### [Your assignment]
Where a line in the records below contains the string "SELECT", tally it; give only the final number.

Provided entries below:

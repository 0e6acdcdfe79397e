//! Professional role catalogue and nearest-role matching.

use serde::{Deserialize, Serialize};

use crate::certification::questions::Domain;

#[derive(Debug, Clone, Copy, PartialEq, Eq, Hash, Serialize, Deserialize)]
#[serde(rename_all = "snake_case")]
pub enum RoleId {
    Developer,
    DataAnalyst,
    DataEngineer,
    CyberAnalyst,
    Pentester,
    Devops,
    Sysadmin,
    ProjectLead,
}

impl RoleId {
    pub fn as_str(self) -> &'static str {
        match self {
            RoleId::Developer => "developer",
            RoleId::DataAnalyst => "data_analyst",
            RoleId::DataEngineer => "data_engineer",
            RoleId::CyberAnalyst => "cyber_analyst",
            RoleId::Pentester => "pentester",
            RoleId::Devops => "devops",
            RoleId::Sysadmin => "sysadmin",
            RoleId::ProjectLead => "project_lead",
        }
    }
}

/// A role and its expected profile over the five domains, in `Domain::ALL` order.
#[derive(Debug, Clone, Copy)]
pub struct RoleProfile {
    pub id: RoleId,
    pub label: &'static str,
    pub weights: [f64; 5],
}

pub static ROLE_CATALOGUE: [RoleProfile; 8] = [
    RoleProfile {
        id: RoleId::Developer,
        label: "Développeur·se logiciel",
        weights: [0.9, 0.3, 0.3, 0.4, 0.5],
    },
    RoleProfile {
        id: RoleId::DataAnalyst,
        label: "Data analyst",
        weights: [0.3, 0.85, 0.2, 0.2, 0.6],
    },
    RoleProfile {
        id: RoleId::DataEngineer,
        label: "Data engineer",
        weights: [0.6, 0.9, 0.3, 0.6, 0.4],
    },
    RoleProfile {
        id: RoleId::CyberAnalyst,
        label: "Analyste cybersécurité (SOC)",
        weights: [0.3, 0.4, 0.9, 0.5, 0.4],
    },
    RoleProfile {
        id: RoleId::Pentester,
        label: "Pentesteur·se",
        weights: [0.6, 0.2, 0.9, 0.5, 0.3],
    },
    RoleProfile {
        id: RoleId::Devops,
        label: "Ingénieur·e DevOps",
        weights: [0.6, 0.3, 0.4, 0.9, 0.5],
    },
    RoleProfile {
        id: RoleId::Sysadmin,
        label: "Administrateur·rice systèmes et réseaux",
        weights: [0.3, 0.2, 0.5, 0.9, 0.4],
    },
    RoleProfile {
        id: RoleId::ProjectLead,
        label: "Chef·fe de projet IT",
        weights: [0.4, 0.4, 0.3, 0.4, 0.9],
    },
];

#[derive(Debug, Clone, PartialEq, Serialize, Deserialize)]
pub struct RoleMatch {
    pub role: RoleId,
    pub label: String,
    pub distance: f64,
    /// 100 at distance 0, 0 at the diagonal of the unit hypercube.
    pub match_percent: u32,
}

/// Largest possible distance between two points of [0, 1]^5.
fn max_distance() -> f64 {
    (Domain::ALL.len() as f64).sqrt()
}

fn euclidean(a: &[f64; 5], b: &[f64; 5]) -> f64 {
    a.iter()
        .zip(b.iter())
        .map(|(x, y)| (x - y).powi(2))
        .sum::<f64>()
        .sqrt()
}

/// Ranks every role by distance to `vector` (domain scores on [0, 1]).
/// Equal distances keep catalogue order.
pub fn nearest_roles(vector: &[f64; 5]) -> Vec<RoleMatch> {
    let mut matches: Vec<RoleMatch> = ROLE_CATALOGUE
        .iter()
        .map(|role| {
            let distance = euclidean(vector, &role.weights);
            let match_percent = ((1.0 - distance / max_distance()) * 100.0)
                .round()
                .clamp(0.0, 100.0) as u32;
            RoleMatch {
                role: role.id,
                label: role.label.to_string(),
                distance,
                match_percent,
            }
        })
        .collect();
    matches.sort_by(|a, b| a.distance.total_cmp(&b.distance));
    matches
}

/// Nearest and second-nearest roles.
pub fn best_roles(vector: &[f64; 5]) -> (RoleMatch, Option<RoleMatch>) {
    let mut ranked = nearest_roles(vector);
    let secondary = (ranked.len() > 1).then(|| ranked.remove(1));
    // the catalogue is a non-empty static, so a first match always exists
    (ranked.remove(0), secondary)
}
//! Persistence of scored certification attempts.

use anyhow::Result;
use chrono::{Datelike, Utc};
use sqlx::PgPool;
use tracing::info;
use uuid::Uuid;

use crate::certification::answers::Answer;
use crate::certification::scoring::CertificationResult;
use crate::models::assessment::AssessmentResultRow;

/// `PSP-<year>-<first 8 hex digits of the result id>`.
pub fn issue_certificate_code(year: i32, result_id: Uuid) -> String {
    let hex = result_id.simple().to_string();
    format!("PSP-{year}-{}", hex[..8].to_uppercase())
}

/// Inserts a scored attempt; certifiable results get a certificate code.
pub async fn insert_result(
    pool: &PgPool,
    user_id: Uuid,
    answers: &[Answer],
    result: &CertificationResult,
) -> Result<AssessmentResultRow> {
    let id = Uuid::new_v4();
    let certificate_code = result
        .certifiable
        .then(|| issue_certificate_code(Utc::now().year(), id));

    let row = sqlx::query_as::<_, AssessmentResultRow>(
        r#"
        INSERT INTO assessment_results
            (id, user_id, answers, result, level, primary_role,
             effective_score, certifiable, certificate_code)
        VALUES ($1, $2, $3, $4, $5, $6, $7, $8, $9)
        RETURNING *
        "#,
    )
    .bind(id)
    .bind(user_id)
    .bind(serde_json::to_value(answers)?)
    .bind(serde_json::to_value(result)?)
    .bind(result.level.as_str())
    .bind(result.primary_role.role.as_str())
    .bind(result.effective_score)
    .bind(result.certifiable)
    .bind(&certificate_code)
    .fetch_one(pool)
    .await?;

    info!(
        "Stored certification result {id} for user {user_id} (level={}, certifiable={})",
        result.level.as_str(),
        result.certifiable
    );
    Ok(row)
}

pub async fn get_result(pool: &PgPool, id: Uuid) -> Result<Option<AssessmentResultRow>> {
    Ok(
        sqlx::query_as::<_, AssessmentResultRow>("SELECT * FROM assessment_results WHERE id = $1")
            .bind(id)
            .fetch_optional(pool)
            .await?,
    )
}

pub async fn find_by_certificate_code(
    pool: &PgPool,
    code: &str,
) -> Result<Option<AssessmentResultRow>> {
    Ok(sqlx::query_as::<_, AssessmentResultRow>(
        "SELECT * FROM assessment_results WHERE certificate_code = $1",
    )
    .bind(code.trim().to_uppercase())
    .fetch_optional(pool)
    .await?)
}

/// Decodes the stored JSON result back into the scoring model.
pub fn decode_result(row: &AssessmentResultRow) -> Result<CertificationResult> {
    Ok(serde_json::from_value(row.result.clone())?)
}

#[cfg(test)]
mod tests {
    use super::*;

    #[test]
    fn test_certificate_code_format() {
        let id = Uuid::parse_str("3f2a9c10-0000-4000-8000-000000000000").unwrap();
        assert_eq!(issue_certificate_code(2026, id), "PSP-2026-3F2A9C10");
    }
}
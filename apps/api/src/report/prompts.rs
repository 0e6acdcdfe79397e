// LLM prompt constants for report writing.
// Reuses cross-cutting fragments from llm_client::prompts.

/// Persona for report prose. Combined with `JSON_ONLY_SYSTEM` at call time.
pub const REPORT_SYSTEM: &str = "You are a French-speaking career counsellor \
    writing a skills-assessment debrief (bilan de compétences) for an IT candidate. \
    You write in French, in the second person (vous), warm but factual.";

/// Report prose prompt. Replace `{report_json}` and `{facts_only}` before sending.
pub const REPORT_PROMPT_TEMPLATE: &str = r#"Below is a structured assessment report. Each section has a
templated body and a list of highlights computed by the scoring engine.

Rewrite the body of each section as one short paragraph (2 to 4 sentences).

Return a JSON object with this EXACT schema:
{
  "sections": [
    {"kind": "summary", "body": "..."}
  ]
}

Rules:
- One entry per section, using the section's `kind` unchanged.
- Use only the numbers, levels, roles and job titles present in the input.
- Never change the level, the certification status or any score.
- Do not repeat the highlights verbatim; they are shown next to your text.

{facts_only}

REPORT:
{report_json}
"#;
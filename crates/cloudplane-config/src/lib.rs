pub mod error;
pub mod settings;

pub use error::*;
pub use settings::*;

use std::path::PathBuf;

/// Environment variable naming a settings file directly
pub const CONFIG_PATH_ENV: &str = "CLOUDPLANE_CONFIG_PATH";

const CANDIDATES: [&str; 4] = [
    "cloudplane.local.yaml",
    ".cloudplane.local.yaml",
    "cloudplane.yaml",
    ".cloudplane.yaml",
];

/// Cloudplane's global configuration directory
pub fn get_config_dir() -> Result<PathBuf> {
    Ok(dirs::config_dir()
        .ok_or(ConfigError::ConfigDirNotFound)?
        .join("cloudplane"))
}

/// Find the settings file
///
/// Search order:
/// 1. `CLOUDPLANE_CONFIG_PATH` (direct path)
/// 2. current directory: cloudplane.local.yaml, .cloudplane.local.yaml, cloudplane.yaml, .cloudplane.yaml
/// 3. the same names under `./.cloudplane/`
/// 4. ~/.config/cloudplane/cloudplane.yaml (global settings)
pub fn find_config_file() -> Result<PathBuf> {
    if let Ok(config_path) = std::env::var(CONFIG_PATH_ENV) {
        let path = PathBuf::from(config_path);
        if path.exists() {
            return Ok(path);
        }
    }

    let current_dir = std::env::current_dir()?;

    for filename in &CANDIDATES {
        let path = current_dir.join(filename);
        if path.exists() {
            return Ok(path);
        }
    }

    let project_dir = current_dir.join(".cloudplane");
    if project_dir.is_dir() {
        for filename in &CANDIDATES {
            let path = project_dir.join(filename);
            if path.exists() {
                return Ok(path);
            }
        }
    }

    if let Ok(config_dir) = get_config_dir() {
        let global_config = config_dir.join("cloudplane.yaml");
        if global_config.exists() {
            return Ok(global_config);
        }
    }

    Err(ConfigError::ConfigFileNotFound)
}

/// Find and load the settings file
pub fn load_settings() -> Result<(PathBuf, Settings)> {
    let path = find_config_file()?;
    let settings = Settings::load(&path)?;
    Ok((path, settings))
}

#[cfg(test)]
mod tests {
    use super::*;
    use serial_test::serial;
    use std::fs;

    #[test]
    fn test_get_config_dir() {
        let config_dir = get_config_dir().unwrap();
        assert!(config_dir.ends_with("cloudplane"));
    }

    #[test]
    #[serial]
    fn test_find_config_file_in_current_dir() {
        let temp_dir = tempfile::tempdir().unwrap();
        let original_dir = std::env::current_dir().unwrap();

        fs::write(temp_dir.path().join("cloudplane.yaml"), "{}").unwrap();
        std::env::set_current_dir(&temp_dir).unwrap();

        let result = find_config_file();

        std::env::set_current_dir(original_dir).unwrap();
        assert!(result.unwrap().ends_with("cloudplane.yaml"));
    }

    #[test]
    #[serial]
    fn test_local_file_priority() {
        let temp_dir = tempfile::tempdir().unwrap();
        let original_dir = std::env::current_dir().unwrap();

        fs::write(temp_dir.path().join("cloudplane.yaml"), "{}").unwrap();
        fs::write(temp_dir.path().join(".cloudplane.local.yaml"), "{}").unwrap();
        std::env::set_current_dir(&temp_dir).unwrap();

        let result = find_config_file();

        std::env::set_current_dir(original_dir).unwrap();
        assert!(result.unwrap().ends_with(".cloudplane.local.yaml"));
    }

    #[test]
    #[serial]
    fn test_find_config_file_in_project_dir() {
        let temp_dir = tempfile::tempdir().unwrap();
        let original_dir = std::env::current_dir().unwrap();

        let project_dir = temp_dir.path().join(".cloudplane");
        fs::create_dir(&project_dir).unwrap();
        fs::write(project_dir.join("cloudplane.yaml"), "{}").unwrap();
        std::env::set_current_dir(&temp_dir).unwrap();

        let result = find_config_file();

        std::env::set_current_dir(original_dir).unwrap();
        assert!(result.unwrap().ends_with(".cloudplane/cloudplane.yaml"));
    }

    #[test]
    #[serial]
    fn test_env_var_wins() {
        let temp_dir = tempfile::tempdir().unwrap();
        let config_path = temp_dir.path().join("custom.yaml");
        fs::write(&config_path, "reconciler: {auto_retry_limit: 1}").unwrap();

        unsafe {
            std::env::set_var(CONFIG_PATH_ENV, config_path.to_str().unwrap());
        }

        let result = load_settings();

        unsafe {
            std::env::remove_var(CONFIG_PATH_ENV);
        }

        let (path, settings) = result.unwrap();
        assert_eq!(path, config_path);
        assert_eq!(settings.reconciler.auto_retry_limit, 1);
    }

    #[test]
    #[serial]
    fn test_not_found() {
        let temp_dir = tempfile::tempdir().unwrap();
        let original_dir = std::env::current_dir().unwrap();
        std::env::set_current_dir(&temp_dir).unwrap();

        let result = find_config_file();

        std::env::set_current_dir(original_dir).unwrap();

        // A global settings file on the test machine would also satisfy the search
        let global_exists = get_config_dir()
            .map(|dir| dir.join("cloudplane.yaml").exists())
            .unwrap_or(false);
        if !global_exists {
            assert!(matches!(result, Err(ConfigError::ConfigFileNotFound)));
        }
    }
}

End of Provided entries.

### [Completed exercise]
2